A review on the interrogation of peptide–metal interactions using electrospray ionization-mass spectrometry

Over the years, protein interactions have been studied by many techniques to obtain a wide breadth of information. The large size and complexity of the macromolecules have caused difficulties for studying them by some techniques. In some cases, peptides, smaller and less complex biomolecules, have been found to be suitable models to mimic the interactions of entire proteins. The study of peptide–metal interaction, in particular, has proven to be fruitful to researchers across the science fields. One technique in particular, electrospray ionization-mass spectrometry (ESI-MS), has been shown to provide a great deal of information to these studies.
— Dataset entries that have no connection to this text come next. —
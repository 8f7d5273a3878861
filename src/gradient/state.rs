//! Serializable gradient state, JSON helpers and checksummed backups.

use chrono::{DateTime, Utc};
use serde::{Deserialize, Serialize};
use sha2::{Digest, Sha256};

use super::{ColorStop, Gradient};
use crate::error::GradientError;
use crate::{log_debug, log_warn};

pub const BACKUP_VERSION: &str = "2.0";

/// Persisted gradient state.
///
/// Every field is optional: applying a state only touches the fields that
/// are present, and unknown keys in serialized input are ignored. Channels
/// are read as wide integers and clamped on apply.
#[derive(Clone, Debug, Default, PartialEq, Serialize, Deserialize)]
pub struct GradientState {
    #[serde(default, skip_serializing_if = "Option::is_none")]
    pub color_stops: Option<Vec<(f64, [i64; 3])>>,
    #[serde(default, skip_serializing_if = "Option::is_none")]
    pub name: Option<String>,
    #[serde(default, skip_serializing_if = "Option::is_none")]
    pub author: Option<String>,
    #[serde(default, skip_serializing_if = "Option::is_none")]
    pub description: Option<String>,
    #[serde(default, skip_serializing_if = "Option::is_none")]
    pub ugr_category: Option<String>,
    #[serde(default, skip_serializing_if = "Option::is_none")]
    pub combine_gradients: Option<bool>,
    #[serde(default, skip_serializing_if = "Option::is_none")]
    pub seamless_blend: Option<bool>,
    #[serde(default, skip_serializing_if = "Option::is_none")]
    pub blend_region: Option<f64>,
    #[serde(default, skip_serializing_if = "Option::is_none")]
    pub progressive_blending: Option<bool>,
    #[serde(default, skip_serializing_if = "Option::is_none")]
    pub intensity_falloff: Option<f64>,
    #[serde(default, skip_serializing_if = "Option::is_none")]
    pub preview_overlay: Option<bool>,
}

#[derive(Clone, Debug, PartialEq, Serialize, Deserialize)]
pub struct BackupMetadata {
    pub timestamp: DateTime<Utc>,
    pub checksum: String,
    pub version: String,
}

/// A full state snapshot plus the checksum of the gradient it was taken from.
#[derive(Clone, Debug, PartialEq, Serialize, Deserialize)]
pub struct GradientBackup {
    pub gradient_state: GradientState,
    pub backup_metadata: BackupMetadata,
}

impl Gradient {
    /// Snapshot every persisted field.
    #[must_use]
    pub fn full_state(&self) -> GradientState {
        let meta = &self.metadata;
        let seamless = &self.seamless;
        GradientState {
            color_stops: Some(
                self.stops
                    .iter()
                    .map(|stop| {
                        let [r, g, b] = stop.color().channels();
                        (stop.position(), [i64::from(r), i64::from(g), i64::from(b)])
                    })
                    .collect(),
            ),
            name: Some(meta.name.clone()),
            author: Some(meta.author.clone()),
            description: Some(meta.description.clone()),
            ugr_category: Some(meta.ugr_category.clone()),
            combine_gradients: Some(meta.combine_gradients),
            seamless_blend: Some(seamless.enabled()),
            blend_region: Some(seamless.blend_region()),
            progressive_blending: Some(seamless.progressive()),
            intensity_falloff: Some(seamless.intensity_falloff()),
            preview_overlay: Some(seamless.preview_overlay()),
        }
    }

    /// Apply the fields present in `state`, clamping values.
    ///
    /// An empty `color_stops` list is ignored so the gradient never ends up
    /// with zero stops from a restore.
    pub fn set_full_state(&mut self, state: &GradientState) {
        match &state.color_stops {
            Some(stops) if stops.is_empty() => {
                log_warn!("Ignoring empty color stop list in gradient state");
            }
            Some(stops) => {
                self.set_color_stops(stops.iter().map(|&(position, channels)| {
                    ColorStop::from_raw(position, channels).as_tuple()
                }));
            }
            None => {}
        }

        let meta = &mut self.metadata;
        if let Some(name) = &state.name {
            meta.name.clone_from(name);
        }
        if let Some(author) = &state.author {
            meta.author.clone_from(author);
        }
        if let Some(description) = &state.description {
            meta.description.clone_from(description);
        }
        if let Some(category) = &state.ugr_category {
            meta.ugr_category.clone_from(category);
        }
        if let Some(combine) = state.combine_gradients {
            meta.combine_gradients = combine;
        }

        let seamless = &mut self.seamless;
        if let Some(enabled) = state.seamless_blend {
            seamless.set_enabled(enabled);
        }
        if let Some(region) = state.blend_region {
            seamless.set_blend_region(region);
        }
        if let Some(progressive) = state.progressive_blending {
            seamless.set_progressive(progressive);
        }
        if let Some(falloff) = state.intensity_falloff {
            seamless.set_intensity_falloff(falloff);
        }
        if let Some(overlay) = state.preview_overlay {
            seamless.set_preview_overlay(overlay);
        }
    }

    /// Copy stops, metadata and seamless settings from `other`.
    pub fn copy_state_from(&mut self, other: &Self) {
        self.set_full_state(&other.full_state());
    }

    /// Serialize the full state as pretty JSON.
    pub fn to_json(&self) -> Result<String, GradientError> {
        serde_json::to_string_pretty(&self.full_state()).map_err(GradientError::StateSerialize)
    }

    /// Parse a state document and apply it over the default gradient.
    pub fn try_from_json(json: &str) -> Result<Self, GradientError> {
        let state: GradientState = serde_json::from_str(json).map_err(GradientError::StateParse)?;
        if state.color_stops.as_ref().is_some_and(Vec::is_empty) {
            return Err(GradientError::EmptyStopList);
        }
        let mut gradient = Self::new();
        gradient.set_full_state(&state);
        Ok(gradient)
    }

    /// Like [`try_from_json`](Self::try_from_json), falling back to the
    /// default gradient on malformed input.
    #[must_use]
    pub fn from_json_or_default(json: &str) -> Self {
        Self::try_from_json(json).unwrap_or_else(|e| {
            log_warn!("Falling back to default gradient: {}", e);
            Self::new()
        })
    }

    #[must_use]
    pub fn create_backup_state(&self) -> GradientBackup {
        GradientBackup {
            gradient_state: self.full_state(),
            backup_metadata: BackupMetadata {
                timestamp: Utc::now(),
                checksum: self.checksum(),
                version: BACKUP_VERSION.to_string(),
            },
        }
    }

    /// Apply a backup. Returns whether the restored gradient's checksum
    /// matches the one recorded in the backup.
    pub fn restore_from_backup(&mut self, backup: &GradientBackup) -> bool {
        self.set_full_state(&backup.gradient_state);
        let matches = self.checksum() == backup.backup_metadata.checksum;
        if matches {
            log_debug!("Restored gradient backup from {}", backup.backup_metadata.timestamp);
        } else {
            log_warn!(
                "Restored gradient backup from {} with mismatched checksum",
                backup.backup_metadata.timestamp
            );
        }
        matches
    }

    /// First 16 hex digits of a SHA-256 over the stops and seamless settings.
    #[must_use]
    pub fn checksum(&self) -> String {
        let mut canonical = String::new();
        for stop in &self.stops {
            let c = stop.color();
            canonical.push_str(&format!(
                "{:.6}:{}:{}:{}|",
                stop.position(),
                c.r,
                c.g,
                c.b
            ));
        }
        canonical.push_str(&format!(
            "seamless:{}|region:{:.6}",
            self.seamless.enabled(),
            self.seamless.blend_region()
        ));

        let digest = Sha256::digest(canonical.as_bytes());
        let hex: String = digest.iter().map(|byte| format!("{byte:02x}")).collect();
        hex.chars().take(16).collect()
    }
}

#[cfg(test)]
mod tests {
    use super::*;
    use crate::color::Rgb;

    #[test]
    fn test_partial_state_leaves_other_fields() {
        let mut gradient = Gradient::new();
        gradient.set_name("Keep me");
        let state = GradientState {
            author: Some("ada".to_string()),
            ..GradientState::default()
        };
        gradient.set_full_state(&state);
        assert_eq!(gradient.name(), "Keep me");
        assert_eq!(gradient.metadata().author, "ada");
        assert_eq!(gradient.len(), 10);
    }

    #[test]
    fn test_state_values_are_clamped() {
        let mut gradient = Gradient::new();
        let state = GradientState {
            color_stops: Some(vec![(-1.0, [300, 0, -5]), (2.0, [1, 2, 3])]),
            blend_region: Some(0.9),
            ..GradientState::default()
        };
        gradient.set_full_state(&state);
        assert_eq!(
            gradient.color_stops(),
            vec![(0.0, Rgb::new(255, 0, 0)), (1.0, Rgb::new(1, 2, 3))]
        );
        assert!((gradient.seamless().blend_region() - 0.5).abs() < f64::EPSILON);
    }

    #[test]
    fn test_checksum_is_sixteen_hex_digits() {
        let checksum = Gradient::new().checksum();
        assert_eq!(checksum.len(), 16);
        assert!(checksum.chars().all(|c| c.is_ascii_hexdigit()));
    }

    #[test]
    fn test_checksum_tracks_stops() {
        let mut gradient = Gradient::new();
        let before = gradient.checksum();
        gradient.set_color_at_index(3, Rgb::new(1, 2, 3));
        assert_ne!(gradient.checksum(), before);
    }
}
The speed, sensitivity, and selectivity of MS, along with the information that can be interpreted from MS-based experiments, has driven this technique to the forefront for understanding the nature of peptide–metal complexes. MS has allowed researchers to identify the stoichiometry of peptide–metal complexes or even mixtures of complexes. The specific amino acids in which the metal cations are bound and the degree of association in these complexes can also be determined by MS experiments. The following review discusses the ESI process and how it is ideal for studying noncovalent interactions between peptides and metals. An investigation of the qualitative and quantitative information that has been determined by ESI-MS follows for readers to realize the versatility of this technique and the diversity of information that can be obtained by a variety of related methods.